2017 John Paciorek Award to Chris Saenz

JPA2In 2014, BRT launched its own baseball recognition – The John Paciorek Award (JPA). The JPA recognizes players who have had short, most often very short, major league careers, but whose accomplishments, nonetheless, deserve recognition.  (Note: Information on John Paciorek’s career – the inspiration for the JPA – can be found at the end of this post. Paciorek’s day in the sun constitutes arguably the best one-game MLB career ever.)

________________ 2017 JPA Winner – Chris Saenz _______________

SaenzThis year, BBRT honors right-handed pitcher Chris Saenz with the JPA – for making his one-game stint on the MLB pitcher’s mound truly memorable. Saenz’ big day came on April 24, 2004 and was made possible by a combination of an injury to Brewers’ starting pitcher Chris Capauno, an overworked Brewers’ bullpen and the fact that Saenz had started at Double A five days earlier, so a spot start for the Brewers would keep him on his pitching schedule. It was, in a way, the perfect storm for an unexpected MLB debut.

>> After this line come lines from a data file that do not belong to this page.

use std::panic::{self, AssertUnwindSafe};
use std::sync::{Arc, Mutex};
use std::time::Duration;

use futures_lite::StreamExt;
use tokio::task::JoinHandle;
use tracing::{debug, error, info, info_span, warn, Instrument};

use super::broker::{Broker, DeliveryStream, ExchangeOptions};
use super::connection::{ConnectionConfig, ConnectionManager};
use super::errors::{RabbitMQError, Result};
use crate::message::{pretty_body, MessageKind};
use crate::routing::account_id_from_key;

/// How long `close` waits for delivery tasks to drain before aborting them.
const SHUTDOWN_GRACE: Duration = Duration::from_secs(5);

/// Binds queues to topic exchanges and runs one delivery task per subscription.
///
/// Deliveries are auto-acknowledged: a handler error is logged and the
/// message is gone.
pub struct Subscriber<B: Broker> {
    broker: Arc<B>,
    tasks: Mutex<Vec<JoinHandle<()>>>,
}

impl Subscriber<ConnectionManager> {
    pub async fn connect(config: &ConnectionConfig) -> Result<Self> {
        Ok(Self::new(Arc::new(ConnectionManager::open(config).await?)))
    }
}

impl<B: Broker> Subscriber<B> {
    pub fn new(broker: Arc<B>) -> Self {
        Subscriber {
            broker,
            tasks: Mutex::new(Vec::new()),
        }
    }

    /// Declare `exchange`, bind a fresh queue with `pattern` and start
    /// delivering bodies to `handler`.
    pub async fn subscribe<F>(
        &self,
        exchange: &str,
        pattern: &str,
        kind: MessageKind,
        handler: F,
    ) -> Result<()>
    where
        F: Fn(&[u8]) -> Result<()> + Send + Sync + 'static,
    {
        self.broker
            .declare_exchange(exchange, ExchangeOptions::default())
            .await?;
        let queue = self.broker.declare_queue().await?;
        self.broker.bind_queue(&queue, exchange, pattern).await?;
        let deliveries = self.broker.consume(&queue).await?;

        info!(
            exchange = %exchange,
            queue = %queue,
            "{} consumer started with topic pattern: {}",
            kind,
            pattern
        );

        let span = info_span!("subscription", kind = %kind, exchange = %exchange, queue = %queue);
        let task = tokio::spawn(run_deliveries(deliveries, kind, handler).instrument(span));

        self.tasks
            .lock()
            .map_err(|_| RabbitMQError::Channel("Subscription registry poisoned".to_string()))?
            .push(task);
        Ok(())
    }

    /// Subscriptions whose delivery task is still running.
    pub fn active_subscriptions(&self) -> usize {
        self.tasks
            .lock()
            .map(|tasks| tasks.iter().filter(|task| !task.is_finished()).count())
            .unwrap_or_default()
    }

    /// Close the broker and wait for every delivery task to end.
    pub async fn close(&self) -> Result<()> {
        let result = self.broker.close().await;

        let tasks = self
            .tasks
            .lock()
            .map(|mut tasks| std::mem::take(&mut *tasks))
            .unwrap_or_default();

        for mut task in tasks {
            match tokio::time::timeout(SHUTDOWN_GRACE, &mut task).await {
                Ok(Ok(())) => {}
                Ok(Err(e)) => error!("Delivery task ended abnormally: {}", e),
                Err(_) => {
                    warn!("Delivery task did not stop in time; aborting it");
                    task.abort();
                }
            }
        }

        result
    }
}

async fn run_deliveries<F>(mut deliveries: DeliveryStream, kind: MessageKind, handler: F)
where
    F: Fn(&[u8]) -> Result<()>,
{
    while let Some(delivery) = deliveries.next().await {
        let topic = delivery.routing_key.as_str();
        let account_id = account_id_from_key(topic);

        info!(
            topic = %topic,
            account_id = %account_id,
            "[{}] Received message:\n{}",
            kind,
            pretty_body(&delivery.body)
        );

        match panic::catch_unwind(AssertUnwindSafe(|| handler(&delivery.body))) {
            Ok(Ok(())) => {}
            Ok(Err(e)) => error!(topic = %topic, "Error processing {} message: {}", kind, e),
            Err(_) => error!(topic = %topic, "{} handler panicked; message dropped", kind),
        }
    }

    debug!("Delivery stream ended");
}

#[cfg(test)]
mod tests {
    use super::*;
    use crate::rabbitmq::memory::InMemoryBroker;
    use tokio::sync::mpsc;

    #[tokio::test]
    async fn test_close_without_subscriptions() {
        let subscriber = Subscriber::new(Arc::new(InMemoryBroker::new()));
        subscriber.close().await.unwrap();
        assert_eq!(subscriber.active_subscriptions(), 0);
    }

    #[tokio::test]
    async fn test_handler_receives_raw_body() {
        let broker = Arc::new(InMemoryBroker::new());
        let subscriber = Subscriber::new(broker.clone());
        let (tx, mut rx) = mpsc::unbounded_channel();

        subscriber
            .subscribe("ex", "deposit.laos.*", MessageKind::Deposit, move |body| {
                tx.send(body.to_vec()).ok();
                Ok(())
            })
            .await
            .unwrap();

        broker.publish("ex", "deposit.laos.42", b"not even json").await.unwrap();
        assert_eq!(rx.recv().await.unwrap(), b"not even json");

        subscriber.close().await.unwrap();
        assert_eq!(subscriber.active_subscriptions(), 0);
    }

    #[tokio::test]
    async fn test_handler_panic_does_not_end_subscription() {
        let broker = Arc::new(InMemoryBroker::new());
        let subscriber = Subscriber::new(broker.clone());
        let (tx, mut rx) = mpsc::unbounded_channel();

        subscriber
            .subscribe("ex", "deposit.laos.*", MessageKind::Deposit, move |body| {
                if body == b"boom" {
                    panic!("handler blew up");
                }
                tx.send(body.to_vec()).ok();
                Ok(())
            })
            .await
            .unwrap();

        broker.publish("ex", "deposit.laos.1", b"boom").await.unwrap();
        broker.publish("ex", "deposit.laos.2", b"after").await.unwrap();
        assert_eq!(rx.recv().await.unwrap(), b"after");
        assert_eq!(subscriber.active_subscriptions(), 1);

        subscriber.close().await.unwrap();
        assert_eq!(subscriber.active_subscriptions(), 0);
    }

    #[tokio::test]
    async fn test_setup_error_propagates() {
        let broker = Arc::new(InMemoryBroker::new());
        broker
            .declare_exchange(
                "ex",
                ExchangeOptions {
                    durable: false,
                    auto_delete: false,
                },
            )
            .await
            .unwrap();
        let subscriber = Subscriber::new(broker.clone());

        let err = subscriber
            .subscribe("ex", "#", MessageKind::Withdraw, |_| Ok(()))
            .await
            .unwrap_err();
        assert!(matches!(err, RabbitMQError::ExchangeConflict(_)));
        assert_eq!(broker.queue_count(), 0);
    }
}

Saenz – a Brewers top-30 prospect in his fourth pro season – was called up from Double A Huntsville (where he was 1-1, 3.86) to make a spot start against the Saint Louis Cardinals, whose powerful lineup included the likes of Albert Pujols, Scott Rolen, Jim Edmonds and Reggie Sanders.  (The Cardinals would lead the NL in runs scored, batting average and finish second in home runs that season, while making it to the World Series.) Let’s look at how things went for Saenz, before we examine how the 6’3”, 200-pound righty worked his way to the mound that day – and the factors that made it his only MLB appearance.  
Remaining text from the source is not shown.